Went to visit Dad at his NH. He was sleeping in his wheelchair. This isn't uncommon, but I couldn't get him to wake up. Nothing worked. I shook him, poked him and called his name. Finally he woke up. His speech was garbled, but he did answer simple questions. Back to sleep over and over. I had the nurse come check his vitals. BP was good, temp just a little under normal and his chest was clear. He's on pudding thickness pureed food and his liquid has to be taken with a spoon. He also has blockage of his carotid artery 70 to 90 percent. He also has hand tremors. Mostly his right hand. The blockage is on the right side but affected his left side. He had a slight stroke almost 2 years ago. At almost 97 there really isn't much that can be done with him, but I want to make sure that he is comfortable.
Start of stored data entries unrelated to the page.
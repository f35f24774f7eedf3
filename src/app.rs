/*
 * Responsibility
 * - Config読み込み → Router 組み立て
 * - Middleware の適用
 * - bind → axum::serve() で起動、シグナルで graceful shutdown
 */
use std::future::Future;
use std::net::SocketAddr;

use axum::Router;
use tokio::net::TcpListener;
use tracing_subscriber::{layer::SubscriberExt, util::SubscriberInitExt};

use crate::{api, config::Config, error::AppError, middleware};

fn init_tracing() {
    // RUST_LOG wins when set, e.g. RUST_LOG=info,service_two=debug
    let filter = tracing_subscriber::EnvFilter::try_from_default_env()
        .unwrap_or_else(|_| tracing_subscriber::EnvFilter::new("info,tower_http=info"));

    tracing_subscriber::registry()
        .with(filter)
        .with(tracing_subscriber::fmt::layer())
        .init();
}

pub async fn run() -> Result<(), AppError> {
    init_tracing();
    let config = Config::from_env().inspect_err(|err| {
        tracing::error!(error = %err, "invalid configuration");
    })?;

    tracing::info!("service starting on port {}", config.port());

    // Handlers are registered before bind so a signal sent once `listening`
    // is logged always takes the graceful path.
    let shutdown = shutdown_signal();
    let listener = bind(config.addr).await?;
    serve(listener, build_router(), shutdown).await
}

pub fn build_router() -> Router {
    middleware::http::apply(api::routes())
}

pub async fn bind(addr: SocketAddr) -> Result<TcpListener, AppError> {
    let listener = TcpListener::bind(addr).await.map_err(|err| {
        tracing::error!(%addr, error = %err, "failed to bind listener");
        AppError::bind(addr, err)
    })?;

    if let Ok(local) = listener.local_addr() {
        tracing::info!(addr = %local, "listening");
    }
    Ok(listener)
}

/// Serves until `shutdown` resolves, then drains in-flight connections.
pub async fn serve<F>(listener: TcpListener, router: Router, shutdown: F) -> Result<(), AppError>
where
    F: Future<Output = ()> + Send + 'static,
{
    axum::serve(listener, router)
        .with_graceful_shutdown(shutdown)
        .await
        .map_err(AppError::Serve)?;

    tracing::info!("server stopped");
    Ok(())
}

fn shutdown_signal() -> impl Future<Output = ()> + Send + 'static {
    #[cfg(unix)]
    let sigterm = {
        use tokio::signal::unix::{SignalKind, signal};

        signal(SignalKind::terminate())
            .inspect_err(|err| tracing::error!(error = %err, "failed to install SIGTERM handler"))
            .ok()
    };

    async move {
        let ctrl_c = async {
            if let Err(err) = tokio::signal::ctrl_c().await {
                tracing::error!(error = %err, "failed to install Ctrl+C handler");
                std::future::pending::<()>().await;
            }
        };

        #[cfg(unix)]
        let terminate = async move {
            match sigterm {
                Some(mut sigterm) => {
                    sigterm.recv().await;
                }
                None => std::future::pending::<()>().await,
            }
        };

        #[cfg(not(unix))]
        let terminate = std::future::pending::<()>();

        tokio::select! {
            () = ctrl_c => tracing::info!("received Ctrl+C, shutting down"),
            () = terminate => tracing::info!("received SIGTERM, shutting down"),
        }
    }
}
/*
 * Responsibility
 * - middleware の公開インターフェース
 */
pub mod http;
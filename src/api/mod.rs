/*
 * Responsibility
 * - routes() の re-export
 */
pub mod handlers;
mod routes;

pub use routes::routes;
/*
 * Responsibility
 * - tokio runtime 起動
 * - app::run() の呼び出し（ロジックは置かない）
 */
use anyhow::Result;

use service_two::app;

#[tokio::main]
async fn main() -> Result<()> {
    app::run().await?;
    Ok(())
}
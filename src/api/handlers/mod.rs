/*
 * Responsibility
 * - ハンドラの公開
 */
pub mod health;
pub mod root;
// src/output/writer.rs

//! Manages the merged output file.
//!
//! The output is opened only after the merge plan has been built, truncated,
//! buffered, and flushed explicitly once the merge engine is done. Dropping
//! the writer on an error path still closes the file.

use crate::errors::{io_error_with_path, Error, Result};
use log::debug;
use std::fs::File;
use std::io::{BufWriter, Write};
use std::path::Path;

/// Creates (or truncates) the output file and wraps it in a `BufWriter`.
///
/// # Errors
/// Returns `Error::Io` naming `path` if the file cannot be created.
pub fn open_output(path: &Path) -> Result<BufWriter<File>> {
    let file = File::create(path).map_err(|e| io_error_with_path(e, path))?;
    debug!("Opened output file {}", path.display());
    Ok(BufWriter::new(file))
}

/// Flushes the buffered output.
///
/// # Errors
/// Returns `Error::Output` if the pending bytes cannot be written.
pub fn finalize_output(mut writer: impl Write) -> Result<()> {
    writer.flush().map_err(Error::Output)
}
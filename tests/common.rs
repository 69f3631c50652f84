// tests/common.rs

use std::fs;
use std::path::Path;
use std::process::Command;
use tempfile::{tempdir, TempDir};

// Helper function to get the binary command
#[allow(dead_code)] // This is used by many integration tests, but not all.
pub fn cgmerger_cmd() -> Command {
    Command::new(assert_cmd::cargo::cargo_bin!("cgmerger"))
}

/// A project laid out the default way: an empty `codingame.volatile.py` next
/// to a `codingame/` directory holding `files`.
#[allow(dead_code)]
pub fn default_project(files: &[(&str, &str)]) -> Result<TempDir, Box<dyn std::error::Error>> {
    let temp = tempdir()?;
    fs::write(temp.path().join("codingame.volatile.py"), "")?;
    let work_dir = temp.path().join("codingame");
    fs::create_dir(&work_dir)?;
    for (name, content) in files {
        fs::write(work_dir.join(name), content)?;
    }
    Ok(temp)
}

#[allow(dead_code)]
pub fn read_output(project: &Path) -> Result<String, Box<dyn std::error::Error>> {
    Ok(fs::read_to_string(project.join("codingame.volatile.py"))?)
}
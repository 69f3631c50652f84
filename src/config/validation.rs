// src/config/validation.rs

use crate::errors::{Error, Result};
use std::env;
use std::path::Path;

/// Describes where a relative path is looked up, for error messages.
fn current_dir_display() -> String {
    env::current_dir()
        .map(|p| p.display().to_string())
        .unwrap_or_else(|_| ".".to_string())
}

/// Checks the paths a merge needs before anything is written.
///
/// The output file must already exist, the working directory must be a
/// directory, and the header and footer (if set) must be files inside it.
pub(super) fn validate_merge_paths(
    output_path: &Path,
    work_dir: &Path,
    header_file: Option<&str>,
    footer_file: Option<&str>,
) -> Result<()> {
    if !output_path.exists() {
        return Err(Error::FileNotFound {
            path: output_path.display().to_string(),
            location: current_dir_display(),
        });
    }

    if !work_dir.is_dir() {
        return Err(Error::DirectoryNotFound {
            path: work_dir.display().to_string(),
        });
    }

    for name in header_file.into_iter().chain(footer_file) {
        let candidate = work_dir.join(name);
        if !candidate.is_file() {
            return Err(Error::FileNotFound {
                path: candidate.display().to_string(),
                location: current_dir_display(),
            });
        }
    }

    Ok(())
}
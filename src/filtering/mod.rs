// src/filtering/mod.rs

//! Provides standalone functions for file and line filtering logic.
//!
//! File-name filters are used by the discovery stage to decide which files of
//! the working directory take part in the merge; the line filter is used by
//! the merge engine for every emitted line.

mod file_name;
mod line;

pub use file_name::{is_header_or_footer, passes_file_regex};
pub use line::{should_include, LineFilter};
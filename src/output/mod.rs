// src/output/mod.rs

//! The merge engine: writes the files of a [`MergePlan`] to a sink.
//!
//! Emission is a single pass in plan order:
//! 1. the header, verbatim;
//! 2. every body file, wrapped in banners, with excluded lines dropped;
//! 3. the footer, after a blank-line separator, with excluded lines dropped.

use crate::config::MergeConfig;
use crate::constants::FOOTER_SEPARATOR;
use crate::core_types::{FileEntry, MergePlan, MergeReport};
use crate::errors::Result;
use crate::filtering::LineFilter;
use crate::processing::encoding::{ChardetDetector, EncodingDetector};
use crate::processing::read_decoded;
use log::debug;
use std::io::Write;

pub mod banner;
pub mod writer;

use banner::{format_end_banner, format_start_banner};

/// What a pass over one file's lines emitted.
#[derive(Debug, Clone, Copy)]
struct LineStats {
    written: usize,
    excluded: usize,
    /// `false` when the last emitted line has no terminator.
    terminated: bool,
}

/// Writes the lines of `text` that pass `filter`, keeping their terminators.
fn write_lines(sink: &mut dyn Write, text: &str, filter: LineFilter<'_>) -> Result<LineStats> {
    let mut stats = LineStats {
        written: 0,
        excluded: 0,
        terminated: true,
    };
    for line in text.split_inclusive('\n') {
        if filter.should_include(line) {
            sink.write_all(line.as_bytes())?;
            stats.written += 1;
            stats.terminated = line.ends_with('\n');
        } else {
            stats.excluded += 1;
        }
    }
    Ok(stats)
}

/// Merges the files of `plan` into `sink` using the default encoding detector.
///
/// # Errors
/// Returns `Error::Io` if a planned file cannot be read and `Error::Output`
/// if writing to `sink` fails. Bytes already written stay in the sink.
pub fn merge(
    plan: &MergePlan,
    config: &MergeConfig,
    sink: &mut dyn Write,
) -> Result<MergeReport> {
    merge_with_detector(plan, config, &ChardetDetector, sink)
}

/// Merges the files of `plan` into `sink`, decoding each file with the
/// encoding `detector` picks for it.
pub fn merge_with_detector(
    plan: &MergePlan,
    config: &MergeConfig,
    detector: &dyn EncodingDetector,
    sink: &mut dyn Write,
) -> Result<MergeReport> {
    debug!("Starting merge with detector {}", detector.name());
    let mut report = MergeReport::default();
    let filter = LineFilter::excluding(config.line_exclude_pattern.as_ref());

    if let Some(header) = &plan.header {
        let stats = write_unbannered(sink, header, detector, LineFilter::passthrough(), "")?;
        report.lines_written += stats.written;
        report.header_written = true;
    }

    for entry in plan.body() {
        let stats = write_body_file(sink, entry, config, detector, filter)?;
        report.files_merged += 1;
        report.lines_written += stats.written;
        report.lines_excluded += stats.excluded;
    }

    if let Some(footer) = &plan.footer {
        let stats = write_unbannered(sink, footer, detector, filter, FOOTER_SEPARATOR)?;
        report.lines_written += stats.written;
        report.lines_excluded += stats.excluded;
        report.footer_written = true;
    }

    debug!("Merge complete: {:?}", report);
    Ok(report)
}

/// Writes a header or footer: `leading` first, then the filtered content.
fn write_unbannered(
    sink: &mut dyn Write,
    entry: &FileEntry,
    detector: &dyn EncodingDetector,
    filter: LineFilter<'_>,
    leading: &str,
) -> Result<LineStats> {
    let decoded = read_decoded(&entry.path, detector)?;
    debug!(
        "Writing {:?} '{}' ({})",
        entry.role,
        entry.name,
        decoded.encoding.name()
    );
    sink.write_all(leading.as_bytes())?;
    write_lines(sink, &decoded.text, filter)
}

fn write_body_file(
    sink: &mut dyn Write,
    entry: &FileEntry,
    config: &MergeConfig,
    detector: &dyn EncodingDetector,
    filter: LineFilter<'_>,
) -> Result<LineStats> {
    let decoded = read_decoded(&entry.path, detector)?;
    debug!(
        "Writing {:?} '{}' ({})",
        entry.role,
        entry.name,
        decoded.encoding.name()
    );

    if config.banners {
        writeln!(sink, "{}", format_start_banner(&entry.name, config))?;
    }
    let stats = write_lines(sink, &decoded.text, filter)?;
    if config.banners {
        if !stats.terminated {
            writeln!(sink)?;
        }
        writeln!(sink, "{}", format_end_banner(&entry.name, config))?;
        sink.write_all(b"\n\n")?;
    }

    if stats.excluded > 0 {
        debug!("Excluded {} lines from '{}'", stats.excluded, entry.name);
    }
    Ok(stats)
}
His doc came yesterday and he was alert. She ordered blood work. I'm wondering if he's having TIAs or possibly dehydrated. He's not very verbal at times and sometimes he makes up a word if he can't remember what word to use. Just wondering if anyone else has had these symptoms with a Dementia patient.
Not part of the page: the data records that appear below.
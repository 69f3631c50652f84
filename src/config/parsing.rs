// src/config/parsing.rs

use crate::errors::{ConfigError, Error, Result};
use regex::Regex;

/// Compiles a configured pattern, naming the setting on failure.
pub(super) fn compile_pattern(pattern: &str, setting: &str) -> Result<Regex> {
    Regex::new(pattern).map_err(|source| Error::InvalidPattern {
        setting: setting.to_string(),
        pattern: pattern.to_string(),
        source,
    })
}

/// Compiles the line-exclusion pattern. An empty pattern excludes nothing.
pub(super) fn compile_exclude_pattern(pattern: &str, setting: &str) -> Result<Option<Regex>> {
    if pattern.is_empty() {
        return Ok(None);
    }
    compile_pattern(pattern, setting).map(Some)
}

/// Splits a comma-separated order list. Order and duplicates are preserved;
/// surrounding whitespace and empty segments are dropped.
pub(crate) fn split_order(joined: &str) -> Vec<String> {
    joined
        .split(',')
        .map(str::trim)
        .filter(|name| !name.is_empty())
        .map(String::from)
        .collect()
}

/// Takes the first character of a separator setting.
pub(super) fn first_char(value: &str, setting: &str) -> Result<char> {
    value.chars().next().ok_or_else(|| {
        ConfigError::EmptyValue {
            option: setting.to_string(),
        }
        .into()
    })
}
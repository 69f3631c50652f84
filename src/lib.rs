//! `cgmerger` is a library and command-line tool for merging the files of a
//! directory into a single output file.
//!
//! It is designed for single-file submissions built from a multi-file
//! project: an optional header file goes first, body files are wrapped in
//! comment banners, an optional footer goes last, and lines matching an
//! exclusion pattern (local imports, by default) are dropped on the way.
//!
//! As a library, it provides a three-stage pipeline:
//! 1.  **Resolve**: Layer defaults, persisted settings, and overrides into a
//!     validated [`MergeConfig`].
//! 2.  **Select**: List the working directory and build a [`MergePlan`].
//! 3.  **Merge**: Decode each planned file and write it to a sink.
//!
//! # Example: Library Usage
//!
//! ```
//! use cgmerger::{merge, select_files, ConfigBuilder, Operation};
//! use std::fs;
//! use tempfile::tempdir;
//!
//! // 1. Set up a working directory with some files.
//! let temp_dir = tempdir().unwrap();
//! fs::write(temp_dir.path().join("board.py"), "from .util import clamp\nBOARD = []\n").unwrap();
//! fs::write(temp_dir.path().join("main.py"), "print(BOARD)\n").unwrap();
//!
//! // 2. Resolve a configuration. `Debug` skips the output-file check.
//! let config = ConfigBuilder::new()
//!     .work_dir(temp_dir.path().to_str().unwrap())
//!     .order("board.py,main.py")
//!     .banners(false)
//!     .operation(Operation::Debug)
//!     .build()
//!     .unwrap();
//!
//! // 3. Select the files and merge them into a buffer.
//! let plan = select_files(&config.work_dir, &config).unwrap();
//! let mut output = Vec::new();
//! let report = merge(&plan, &config, &mut output).unwrap();
//!
//! assert_eq!(String::from_utf8(output).unwrap(), "BOARD = []\nprint(BOARD)\n");
//! assert_eq!(report.lines_excluded, 1);
//! ```

pub mod cli;
pub mod config;
pub mod constants;
pub mod core_types;
pub mod discovery;
pub mod errors;
pub mod filtering;
pub mod output;
pub mod prelude;
pub mod processing;

// Re-export key public types for easier use as a library
pub use config::{ConfigBuilder, MergeConfig, Operation, Settings};
pub use core_types::{FileEntry, MergePlan, MergeReport};
pub use discovery::select_files;
pub use output::{merge, merge_with_detector};

use crate::errors::Result;
use log::info;

/// Executes a complete merge: select files, open the output, merge, flush.
///
/// The plan is built before the output file is opened, so a missing order
/// entry, header, or footer leaves the output untouched. A failure while
/// merging leaves a partially written output.
///
/// # Errors
/// Propagates `Error::FileNotFound` and `Error::Io` from file selection,
/// `Error::Io` if the output cannot be created, and any error of the merge.
pub fn run(config: &MergeConfig) -> Result<MergeReport> {
    let plan = select_files(&config.work_dir, config)?;

    let mut writer = output::writer::open_output(&config.output_path)?;
    let report = merge(&plan, config, &mut writer)?;
    output::writer::finalize_output(writer)?;

    info!(
        "Merged {} files into {} ({} lines written, {} excluded)",
        report.files_merged,
        config.output_path.display(),
        report.lines_written,
        report.lines_excluded
    );
    Ok(report)
}
// src/output/banner.rs

//! Builds the comment lines that wrap each body file in the merged output.

use crate::config::MergeConfig;

/// Appends `pad` to `text` until it is `width` characters long.
///
/// Text that is already at least `width` characters long is returned as is.
fn pad_to_width(mut text: String, pad: char, width: usize) -> String {
    let len = text.chars().count();
    if len < width {
        text.extend(std::iter::repeat(pad).take(width - len));
    }
    text
}

/// Formats the banner written before a body file's content.
///
/// # Examples
/// ```
/// use cgmerger::config::{ConfigBuilder, Operation};
/// use cgmerger::output::banner::format_start_banner;
///
/// let config = ConfigBuilder::new()
///     .separator_length(20)
///     .operation(Operation::Debug)
///     .build()
///     .unwrap();
/// assert_eq!(format_start_banner("a.py", &config), "# file \"a.py\" ------");
/// ```
pub fn format_start_banner(file_name: &str, config: &MergeConfig) -> String {
    pad_to_width(
        format!("{} file \"{}\" ", config.comment, file_name),
        config.start_pad,
        config.banner_width,
    )
}

/// Formats the banner written after a body file's content.
pub fn format_end_banner(file_name: &str, config: &MergeConfig) -> String {
    pad_to_width(
        format!("{} end of file \"{}\" ", config.comment, file_name),
        config.end_pad,
        config.banner_width,
    )
}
However, she was still able to transfer to an ordinary easy chair.
If you can catch your father on an alert day, I would check that he is comfortable sitting in a wheelchair; and I would also check with the Nursing Staff how long he is left in it. If he isn't very mobile, as well as not being very verbal, my major concern would be pressure sores. Repositioning might be easier if he doesn't spend too long out of bed, even though I apologise because I know this seems like a defeatist attitude.
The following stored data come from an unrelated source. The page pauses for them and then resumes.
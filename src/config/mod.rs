//! Defines the core `MergeConfig` struct and its resolution from layered settings.
//!
//! Settings come from three layers, lowest to highest precedence: built-in
//! defaults, the persisted settings file, and run-time overrides. [`resolve`]
//! merges them, compiles the patterns once, and validates the paths the
//! requested [`Operation`] needs.

use regex::Regex;
use std::path::PathBuf;

use crate::errors::{ConfigError, Result};

pub use builder::ConfigBuilder;
pub use settings::{load_settings, save_settings, OrderSetting, Settings};
mod builder;
mod parsing;
pub mod settings;
mod validation;

use parsing::{compile_exclude_pattern, compile_pattern, first_char};
use validation::validate_merge_paths;

/// What the run is going to do with the resolved configuration.
#[derive(Debug, Clone, Copy, PartialEq, Eq, Default)]
pub enum Operation {
    /// Merge the working directory into the output file.
    #[default]
    Merge,
    /// Print the resolved settings and stop.
    Debug,
    /// Persist the resolved settings and stop.
    WriteSettings,
}

/// The resolved, immutable configuration of one merge run.
#[derive(Debug, Clone)]
pub struct MergeConfig {
    /// The file the merge is written to. Must exist before a merge.
    pub output_path: PathBuf,
    /// The directory whose files are merged (flat, not recursive).
    pub work_dir: PathBuf,
    /// Files whose name does not match are left out of the merge.
    pub file_include_pattern: Regex,
    /// Lines matching this are dropped from body files and the footer.
    pub line_exclude_pattern: Option<Regex>,
    /// Name of the file emitted first, verbatim, inside `work_dir`.
    pub header_file: Option<String>,
    /// Name of the file emitted last, inside `work_dir`.
    pub footer_file: Option<String>,
    /// Body files emitted first, in this order. May contain duplicates.
    pub explicit_order: Vec<String>,
    /// Comment marker starting each banner.
    pub comment: String,
    /// Pad character of start banners.
    pub start_pad: char,
    /// Pad character of end banners.
    pub end_pad: char,
    /// Width banners are padded to, in characters.
    pub banner_width: usize,
    /// Whether body files are wrapped in banners.
    pub banners: bool,
}

/// Fetches a setting every layer stack must provide.
fn required<'a>(value: &'a Option<String>, option: &str) -> Result<&'a str> {
    match value.as_deref() {
        Some(v) if !v.is_empty() => Ok(v),
        Some(_) => Err(ConfigError::EmptyValue {
            option: option.to_string(),
        }
        .into()),
        None => Err(ConfigError::MissingValue {
            option: option.to_string(),
        }
        .into()),
    }
}

/// Resolves the layered settings into a [`MergeConfig`].
///
/// `persisted` and `overrides` are put on top of `defaults` in that order;
/// any field they set wins. Patterns are compiled for every operation. Paths
/// are only checked for [`Operation::Merge`]: the output file must exist, the
/// working directory must be a directory, and the header and footer must be
/// files inside it.
///
/// # Errors
/// `InvalidPattern` for a pattern that does not compile, `Config` for empty
/// or missing values, `FileNotFound` / `DirectoryNotFound` for missing paths.
///
/// # Examples
///
/// ```
/// use cgmerger::config::{resolve, Operation, Settings};
///
/// let overrides = Settings {
///     order: Some(cgmerger::config::OrderSetting::Joined("b.py,a.py".to_string())),
///     ..Default::default()
/// };
/// let config = resolve(Settings::defaults(), None, overrides, Operation::Debug).unwrap();
/// assert_eq!(config.explicit_order, vec!["b.py", "a.py"]);
/// assert_eq!(config.banner_width, 80);
/// ```
pub fn resolve(
    defaults: Settings,
    persisted: Option<Settings>,
    overrides: Settings,
    operation: Operation,
) -> Result<MergeConfig> {
    let layered = match persisted {
        Some(persisted) => defaults.layer(persisted),
        None => defaults,
    }
    .layer(overrides);
    MergeConfig::from_settings(&layered, operation)
}

impl MergeConfig {
    /// Builds the configuration from an already layered [`Settings`].
    pub fn from_settings(settings: &Settings, operation: Operation) -> Result<Self> {
        let output_path = PathBuf::from(required(&settings.output, "output")?);
        let work_dir = PathBuf::from(required(&settings.workdir, "workdir")?);

        let file_regex = settings.file_regex.as_deref().unwrap_or("");
        let file_include_pattern = compile_pattern(file_regex, "file_regex")?;
        let line_exclude_pattern = compile_exclude_pattern(
            settings.exclude_line_regex.as_deref().unwrap_or(""),
            "exclude_line_regex",
        )?;

        let start_pad = first_char(
            required(&settings.separator_start, "separator_start")?,
            "separator_start",
        )?;
        let end_pad = first_char(
            required(&settings.separator_end, "separator_end")?,
            "separator_end",
        )?;

        let header_file = settings.header.clone().filter(|h| !h.is_empty());
        let footer_file = settings.footer.clone().filter(|f| !f.is_empty());

        let config = MergeConfig {
            output_path,
            work_dir,
            file_include_pattern,
            line_exclude_pattern,
            header_file,
            footer_file,
            explicit_order: settings
                .order
                .as_ref()
                .map(OrderSetting::names)
                .unwrap_or_default(),
            comment: settings.comment.clone().unwrap_or_default(),
            start_pad,
            end_pad,
            banner_width: settings.separator_length.unwrap_or_default(),
            banners: settings.banners.unwrap_or(true),
        };

        if operation == Operation::Merge {
            validate_merge_paths(
                &config.output_path,
                &config.work_dir,
                config.header_file.as_deref(),
                config.footer_file.as_deref(),
            )?;
        }

        log::debug!("Resolved configuration for {:?}: {:?}", operation, config);
        Ok(config)
    }
}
With blocked carotids, there will be times when he is non-responsive. Let him sleep; shaking him to consciousness is pretty upsetting. Learn to check his pulse and monitor breathing. A fingertip pulse oximeter would be handy to have. It reads in a few seconds.
When I arrived for a visit mom was almost always in her lift recliner. If mom was sleeping- usually all I had to do was lean in very close and quietly say "hi mommy" and she'd wake up - although it wasn't long before she'd nod off again. When it became more difficult to wake her I just let her alone, would hang out in her room for about an hour cleaning and straightening - to see if she'd wake. Occasionally she did.
Still - on occasion I would arrive to find mom awake and in the common area watching a movie or participating in an activity - these times always surprised me.
It's just... being kept awake when one longs to sleep is also a technique used by interrogators through the ages. Don't let the staff be too inflexible about his routine, will you? As in everything, it's finding the right balance, I suppose.
I used to take my mother Horlicks (still can't bear the smell of it) before *I* went to bed. Mind you, bed-time became a bit of an academic concept, really, for both of us. Do the staff really just put them to bed and then that's that 'til morning?
I had his doctor come check him out Monday night. He seemed OK to her. It was after 6, and he was alert watching a volunteer cut out papers. He said he felt fine. All his vitals were good. She left an order for a urinalysis. Bingo! Dad has a UTI. Some patients get agitated, he went the other direction. He was started on meds last night. I knew something was wrong. Finally an answer! I know Dementia rears it's ugly head often and every day I am ready for the next level to appear. Without the help of everyone here, I don't know how I would cope. Thank you so much for your good advice. God Bless us all!